The most direct strategy to deprive GSH is to react with it. Some natural molecules exhibit good affinity to GSH. Sanguinarine directly reacts with cellular GSH and causes a rapid and sever depletion of GSH. It results in the subsequent modification of the membrane integrity and relates to a promotion of apoptotic response dependent on caspase 3 and caspase 7 activation in PC3 human prostatic adenocarcinoma cells [149]. 3-Bromopyruvate (3-BP), an alkylating agent, has high reactivity toward thiols and rapidly conjugates with GSH in the cell-free system and many cell types [150151]. It has been proved to have antitumor activities [152153]. Isothiocyanates (ITCs) are natural phytochemicals abundantly existing in cruciferous vegetables. The central carbon of the ITCs is highly electrophilic and can react with thiols. At physiological pH, ITCs react predominantly with the sulfhydryl group of cysteine residues in GSH. Accumulative evidence has proved that ITCs, such as sulforaphane (SFN), phenethyl isothiocyanate (PEITC), and ally isothiocyanate (AITC), are highly effective in chemoprevention and have antitumor activities in vitro and in vivo [154158]. PEITC exhibits potential ability against not only solid tumor but also leukemia cells through the rapid deprive of mitochondrial GSH and elevation of ROS [70159].

5.4. Enhancement of GSH Efflux

The development of the multidrug resistance (MDR) phenotype poses as a major clinical problem that limits the curative potential of anticancer drugs. The characterized phenotype of MDR is the typically increased expressions of P-glycoprotein (P-gp) and MRPs. P-gp and MRPs can extrude anticancer agents out of cell consuming ATP and result in the chemotherapy failure. Inhibition of MRPs could reduce drug resistance in cancer cells, and MRPs act as a potential target in cancer therapy. MRP-1 is identified as a GSSG transporter. Evidence has shown that inhibition on MRP activity promotes the accumulation of GSSG which is cytotoxic to endothelial cell tumors [160]. Sulfinosine has the potential to induce apoptosis and autophagy by decreasing GSH, generating ROS, and inhibiting P-pg and then sensitizes cancer cells to chemotherapies [161]. Modulation of GSH efflux is also a potential strategy to induce cell death in cancers.
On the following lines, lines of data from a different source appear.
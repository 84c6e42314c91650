//! Spreadsheet decoding
//!
//! Turns an uploaded `.csv` or workbook file into an ordered list of [`Row`]s.
//! The first row of the first worksheet is the header: its cells name the
//! columns of every following row, and cells missing from a row default to an
//! empty string.

use std::collections::{HashMap, HashSet};
use std::io::Cursor;

use calamine::{Data, Reader, open_workbook_auto_from_rs};
use chrono::{NaiveDateTime, Timelike};
use encoding_rs::WINDOWS_1252;
use serde::ser::{Serialize, SerializeMap, Serializer};
use thiserror::Error;

/// Header name given to columns whose header cell is empty
const EMPTY_HEADER: &str = "__EMPTY";

/// Delimiters recognised in delimited text, in order of preference
const DELIMITERS: [u8; 4] = [b',', b';', b'\t', b'|'];

/// Error decoding an uploaded file
#[derive(Debug, Error)]
pub enum ImportError {
    #[error("não foi possível ler o arquivo CSV: {0}")]
    Csv(#[from] csv::Error),

    #[error("não foi possível ler a planilha: {0}")]
    Workbook(#[from] calamine::Error),

    #[error("a planilha não possui abas")]
    NoWorksheet,
}

/// One decoded record: column name to cell text, in header order
#[derive(Debug, Clone, Default, PartialEq, Eq)]
pub struct Row {
    cells: Vec<(String, String)>,
}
Staurosporine causes apoptosis in cancer cells associated with exporting cellular GSH [162]. Cancer cells are sensitized to cell death when intracellular GSH is depleted through stimulation of GSH efflux pumps [163]. Natural compound chrysin induces GSH efflux by MRPs to maintain the depleted GSH level and sensitizes cancer cells to chemotherapeutic agents like doxorubicin [164]. Verapamil derivatives can effectively kill cancer cell through leading to apoptosis with the mechanism of stimulating GSH efflux by MRPs [126].

6. Conclusions

In this review, accumulative evidence has demonstrated the important role of GSH depletion in the initiation of multiple forms of programmed cell death in cancers and we have highlighted the GSH-based strategies for cancer therapies. As mentioned, some agents trigger not only one type of programmed cell death solely but also multiple forms of cell death simultaneously through altering cellular GSH in cancer cells. While the crosstalks and interrelationships between the multiple forms of cell death induced by GSH modulation in cancer cells are still elusive, the exact death events along with GSH depletion in inducing cell death are still needed to be further explored. In the future work, a better understanding on the mechanism of GSH in triggering different forms of programmed cell death and whether GSH has a role in deciding cell fate will give more implications on the redox-based research concerning cancer therapeutics.